THE RELATION BETWEEN THE FUNCTIONS OF 9-BETA-D-ARABINOFURANOSYLADENINE AS INACTIVATOR AND SUBSTRATE OF S-ADENOSYLHOMOCYSTEINE HYDROLASE

Abstract

9-.beta.-D-Arabinofuranosyladenine (ara-A) was converted to adenine in the presence of S-adenosylhomocysteine hydrolase (EC 3.3.1.1.) [isolated from mouse liver] and to adenine and S-[5''-(9-arabinofuranosyladenyl)]-L-homocysteine (ara-AHcy) when the incubation mixture contained L-homocysteine. The formation of adenine proceeded until 3.3 mol of adenine was formed per mole of enzyme; and at this point, the enzyme was totally inactivated. In the presence of homocysteine, the rate of ara-AHcy formation was .apprx. 1/2 the rate of adenine formation.
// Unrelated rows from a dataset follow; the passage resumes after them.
//! Integration Tests
//!
//! End-to-end tests for filter synthesis, EQ curves and math traces.

use std::collections::HashMap;

use approx::assert_abs_diff_eq;
use pretty_assertions::assert_eq;

use tfmath::dsp::{
    apply_eq, eq_response_db, evaluate_magnitude_db, synthesize, DevicePreset, FilterDescriptor,
    FilterType, HfcPosition, ParametricFilter, PresetKind, PresetSetting,
};
use tfmath::measurement::{log_frequency_grid, MeasurementId};
use tfmath::{
    combine, combine_or_empty, CombineError, MathOperation, MathTrace, TargetCurve,
    TransferFunction,
};

const SAMPLE_RATE: f64 = 48000.0;

/// Helper to create a flat measurement on a shared grid
fn flat_measurement(
    freqs: &[f64],
    mag_db: f64,
    phase_deg: f64,
    coherence: f64,
) -> TransferFunction {
    TransferFunction::new(
        freqs.to_vec(),
        vec![mag_db; freqs.len()],
        vec![phase_deg; freqs.len()],
        vec![coherence; freqs.len()],
    )
}

fn all_presets() -> Vec<DevicePreset> {
    vec![
        DevicePreset::new(PresetSetting::HumanVoice { gain_db: 3.0 }),
        DevicePreset::new(PresetSetting::Cpl { gain_db: -4.0 }),
        DevicePreset::new(PresetSetting::Hfc {
            position: HfcPosition::Hfc1,
        }),
        DevicePreset::new(PresetSetting::Hfc {
            position: HfcPosition::Hfc2,
        }),
        DevicePreset::new(PresetSetting::Asc { gain_db: 2.0 }),
        DevicePreset::new(PresetSetting::HfThrow { gain_db: 1.5 }),
        DevicePreset::new(PresetSetting::AirCompensation { gain_db: 2.5 }),
        DevicePreset::new(PresetSetting::LowBoost { gain_db: 6.0 }),
        DevicePreset::new(PresetSetting::Subsonic { gain_db: -12.0 }),
        DevicePreset::new(PresetSetting::HfShelf { gain_db: -2.0 }),
    ]
}

// === Filter Synthesis ===

#[test]
fn test_every_descriptor_is_normalized() {
    let mut descriptors: Vec<FilterDescriptor> = vec![
        ParametricFilter::peaking(1000.0, 6.0, 2.0).into(),
        ParametricFilter::low_shelf(200.0, -3.0).into(),
        ParametricFilter::high_shelf(5000.0, 4.0).with_shelf_slope(0.5).into(),
        ParametricFilter::low_pass(8000.0, 0.707).into(),
        ParametricFilter::high_pass(40.0, 0.5).with_slope(24.0).into(),
    ];
    descriptors.extend(all_presets().into_iter().map(FilterDescriptor::from));

    for descriptor in &descriptors {
        let section = synthesize(descriptor, SAMPLE_RATE).unwrap();
        assert_eq!(section.a0, 1.0, "a0 not normalized for {:?}", descriptor);
        assert!(section.b0.is_finite() && section.a1.is_finite() && section.a2.is_finite());
    }
}

#[test]
fn test_every_preset_kind_has_a_mapping() {
    let presets = all_presets();
    for kind in PresetKind::ALL {
        assert!(
            presets.iter().any(|p| p.kind() == kind),
            "missing preset fixture for {}",
            kind.name()
        );
    }
}

#[test]
fn test_peak_boost_at_center() {
    let peak: FilterDescriptor = ParametricFilter::peaking(1000.0, 6.0, 1.0).into();
    let section = synthesize(&peak, SAMPLE_RATE).unwrap();
    let db = evaluate_magnitude_db(&[section], SAMPLE_RATE, &[1000.0]);
    assert_abs_diff_eq!(db[0], 6.0, epsilon = 0.01);
}

#[test]
fn test_neutral_filters_are_flat() {
    let freqs = log_frequency_grid(20.0, 20000.0, 64).unwrap();
    let descriptors: Vec<FilterDescriptor> = vec![
        ParametricFilter::peaking(1000.0, 0.0, 4.0).into(),
        ParametricFilter::low_shelf(100.0, 0.0).into(),
        ParametricFilter::high_shelf(8000.0, 0.0).into(),
    ];

    let db = eq_response_db(&freqs, SAMPLE_RATE, &descriptors).unwrap();
    for value in db {
        assert_abs_diff_eq!(value, 0.0, epsilon = 1e-9);
    }
}

#[test]
fn test_preset_from_json() {
    let json = r#"[{"preset": {"kind": "hfc", "position": "hfc2"}}]"#;
    let descriptors: Vec<FilterDescriptor> = serde_json::from_str(json).unwrap();

    assert!(descriptors[0].is_enabled());
    let db = eq_response_db(&[24000.0], SAMPLE_RATE, &descriptors).unwrap();
    assert_abs_diff_eq!(db[0], -6.0, epsilon = 0.01);
}

#[test]
fn test_parametric_from_json_defaults() {
    let json = r#"{
        "parametric": {"filter_type": "high_pass", "frequency": 80.0, "slope_db_per_octave": 48.0}
    }"#;
    let descriptor: FilterDescriptor = serde_json::from_str(json).unwrap();

    match &descriptor {
        FilterDescriptor::Parametric(filter) => {
            assert_eq!(filter.filter_type, FilterType::HighPass);
            assert!(filter.enabled);
        }
        other => panic!("expected parametric band, got {:?}", other),
    }
    assert_eq!(descriptor.section_count(), 4);
}

// === EQ Application ===

#[test]
fn test_eq_is_order_independent() {
    let freqs = log_frequency_grid(20.0, 20000.0, 100).unwrap();
    let base = vec![-3.0; freqs.len()];
    let a: FilterDescriptor = ParametricFilter::peaking(250.0, -4.0, 2.0).into();
    let b: FilterDescriptor = ParametricFilter::high_pass(60.0, 0.707).with_slope(24.0).into();
    let c: FilterDescriptor =
        DevicePreset::new(PresetSetting::AirCompensation { gain_db: 3.0 }).into();

    let forward = apply_eq(&base, &freqs, SAMPLE_RATE, &[a.clone(), b.clone(), c.clone()]).unwrap();
    let reverse = apply_eq(&base, &freqs, SAMPLE_RATE, &[c, a, b]).unwrap();

    for (x, y) in forward.iter().zip(&reverse) {
        assert_abs_diff_eq!(*x, *y, epsilon = 1e-9);
    }
}

#[test]
fn test_pass_slope_scales_attenuation() {
    let freqs = [100.0, 1000.0, 4000.0];
    let base = vec![0.0; freqs.len()];
    let slope_12: FilterDescriptor = ParametricFilter::low_pass(500.0, 0.707).into();
    let slope_24: FilterDescriptor =
        ParametricFilter::low_pass(500.0, 0.707).with_slope(24.0).into();

    let single = apply_eq(&base, &freqs, SAMPLE_RATE, &[slope_12]).unwrap();
    let double = apply_eq(&base, &freqs, SAMPLE_RATE, &[slope_24]).unwrap();

    for (s, d) in single.iter().zip(&double) {
        assert_abs_diff_eq!(*d, 2.0 * s, epsilon = 1e-9);
    }
}

#[test]
fn test_disabled_filters_do_not_contribute() {
    let freqs = [1000.0];
    let base = [1.5];
    let filters: Vec<FilterDescriptor> =
        vec![ParametricFilter::peaking(1000.0, 12.0, 1.0).disabled().into()];

    assert_eq!(apply_eq(&base, &freqs, SAMPLE_RATE, &filters).unwrap(), vec![1.5]);
}

// === Math Traces ===

#[test]
fn test_single_source_sum_is_identity() {
    let freqs = log_frequency_grid(20.0, 20000.0, 16).unwrap();
    let source = TransferFunction::new(
        freqs.clone(),
        (0..freqs.len()).map(|i| i as f64 - 8.0).collect(),
        vec![190.0; freqs.len()],
        vec![0.8; freqs.len()],
    );

    let result = combine(&[source.clone()], MathOperation::Sum).unwrap();
    assert_eq!(result.freqs, source.freqs);
    assert_eq!(result.mag_db, source.mag_db);
    assert_eq!(result.coherence, source.coherence);
    for phase in &result.phase_deg {
        assert_abs_diff_eq!(*phase, -170.0, epsilon = 1e-9);
    }
    assert!(result.impulse_response.is_empty());
}

#[test]
fn test_combined_phase_is_wrapped() {
    let freqs = log_frequency_grid(100.0, 1000.0, 8).unwrap();
    let a = flat_measurement(&freqs, 0.0, 170.0, 1.0);
    let b = flat_measurement(&freqs, 0.0, 175.0, 1.0);

    for op in [MathOperation::Sum, MathOperation::Average, MathOperation::Subtract] {
        let result = combine(&[a.clone(), b.clone()], op).unwrap();
        for phase in &result.phase_deg {
            assert!(*phase > -180.0 && *phase <= 180.0, "{} phase {} out of range", op, phase);
        }
    }
}

#[test]
fn test_average_coherence_stays_in_bounds() {
    let freqs = log_frequency_grid(20.0, 20000.0, 32).unwrap();
    let a = flat_measurement(&freqs, -3.0, 10.0, 0.05);
    let b = flat_measurement(&freqs, 2.0, -40.0, 0.9);
    let c = flat_measurement(&freqs, 0.0, 120.0, 1.0);

    let result = combine(&[a, b, c], MathOperation::Average).unwrap();
    for coherence in &result.coherence {
        assert!((0.0..=1.0).contains(coherence));
    }
}

#[test]
fn test_average_of_identical_sources() {
    let freqs = log_frequency_grid(20.0, 20000.0, 32).unwrap();
    let source = flat_measurement(&freqs, -7.5, 45.0, 0.6);

    let sources = vec![source; 3];
    let result = combine(&sources, MathOperation::Average).unwrap();
    for i in 0..freqs.len() {
        assert_abs_diff_eq!(result.mag_db[i], -7.5, epsilon = 1e-9);
        assert_abs_diff_eq!(result.phase_deg[i], 45.0, epsilon = 1e-9);
        assert_abs_diff_eq!(result.coherence[i], 0.6, epsilon = 1e-12);
    }
}

#[test]
fn test_destructive_sum_reaches_floor() {
    let freqs = [100.0, 1000.0];
    let a = flat_measurement(&freqs, 0.0, 0.0, 1.0);
    let b = flat_measurement(&freqs, 0.0, 180.0, 1.0);

    let result = combine(&[a, b], MathOperation::Sum).unwrap();
    assert_eq!(result.mag_db, vec![-200.0, -200.0]);
    assert_eq!(result.phase_deg, vec![0.0, 0.0]);
}

#[test]
fn test_subtract_requires_two_sources() {
    let freqs = [100.0];
    let a = flat_measurement(&freqs, 0.0, 0.0, 1.0);

    for sources in [vec![a.clone()], vec![a.clone(), a.clone(), a.clone()]] {
        let outcome = combine_or_empty(&sources, MathOperation::Subtract);
        assert!(outcome.measurement.is_empty());
        assert_eq!(
            outcome.error,
            Some(CombineError::SubtractArity { count: sources.len() })
        );
    }
}

#[test]
fn test_grid_mismatch_is_rejected() {
    let a = flat_measurement(&[100.0, 200.0], 0.0, 0.0, 1.0);
    let b = flat_measurement(&[100.0, 201.0], 0.0, 0.0, 1.0);

    let outcome = combine_or_empty(&[a, b], MathOperation::Average);
    assert!(outcome.measurement.is_empty());
    assert!(matches!(
        outcome.error,
        Some(CombineError::GridValueMismatch { source_index: 1, bin: 1, .. })
    ));
}

#[test]
fn test_math_trace_over_store() {
    let freqs = log_frequency_grid(20.0, 20000.0, 8).unwrap();
    let left = MeasurementId::new();
    let right = MeasurementId::new();
    let mut store = HashMap::new();
    store.insert(left, flat_measurement(&freqs, 0.0, 0.0, 1.0));
    store.insert(right, flat_measurement(&freqs, 0.0, 0.0, 1.0));

    let trace = MathTrace::new("L+R", MathOperation::Sum, vec![left, right]);
    let outcome = trace.evaluate(&store);
    assert!(outcome.is_ok());
    for db in &outcome.measurement.mag_db {
        assert_abs_diff_eq!(*db, 20.0 * 2f64.log10(), epsilon = 1e-9);
    }

    let missing = MeasurementId::new();
    let broken = MathTrace::new("L-?", MathOperation::Subtract, vec![left, missing]);
    let outcome = broken.evaluate(&store);
    assert!(outcome.measurement.is_empty());
    assert_eq!(outcome.error, Some(CombineError::MissingSource { id: missing }));
}

// === Targets ===

#[test]
fn test_target_curves_on_grid() {
    let freqs = log_frequency_grid(20.0, 20000.0, 50).unwrap();

    let flat = TargetCurve::Flat.evaluate_curve(&freqs, SAMPLE_RATE).unwrap();
    assert!(flat.iter().all(|&db| db == 0.0));

    let house = TargetCurve::Custom(Default::default())
        .evaluate_curve(&freqs, SAMPLE_RATE)
        .unwrap();
    assert!(house[0] > house[freqs.len() - 1]);
}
The association of the conversion of ara-A to adenine with the inactivation process was further demonstrated by the kinetics of these processes and by the observation that in the presence of homocysteine both inactivation of the enzyme and formation of adenine were reduced by 30%, i.e., by a factor corresponding to the synthesis of ara-AHcy. Inactivation of the enzyme was associated with reduction of enzyme bound NAD+. Adenine or the substance liberating adenine was tightly bound to the enzyme; ara-AHcy was dissociable. Inactivation, adenine formation and reducation of NAD+ may result from an abortive catalytic cycle; enzyme entering a complete catalytic cycle leading to formation of ara-AHcy is not inactivated. The fact that the inactivation and the enzyme catalysis occur simultaneously at about equal rates offers an opportunity to demonstrate the competing relationship between these 2 processes.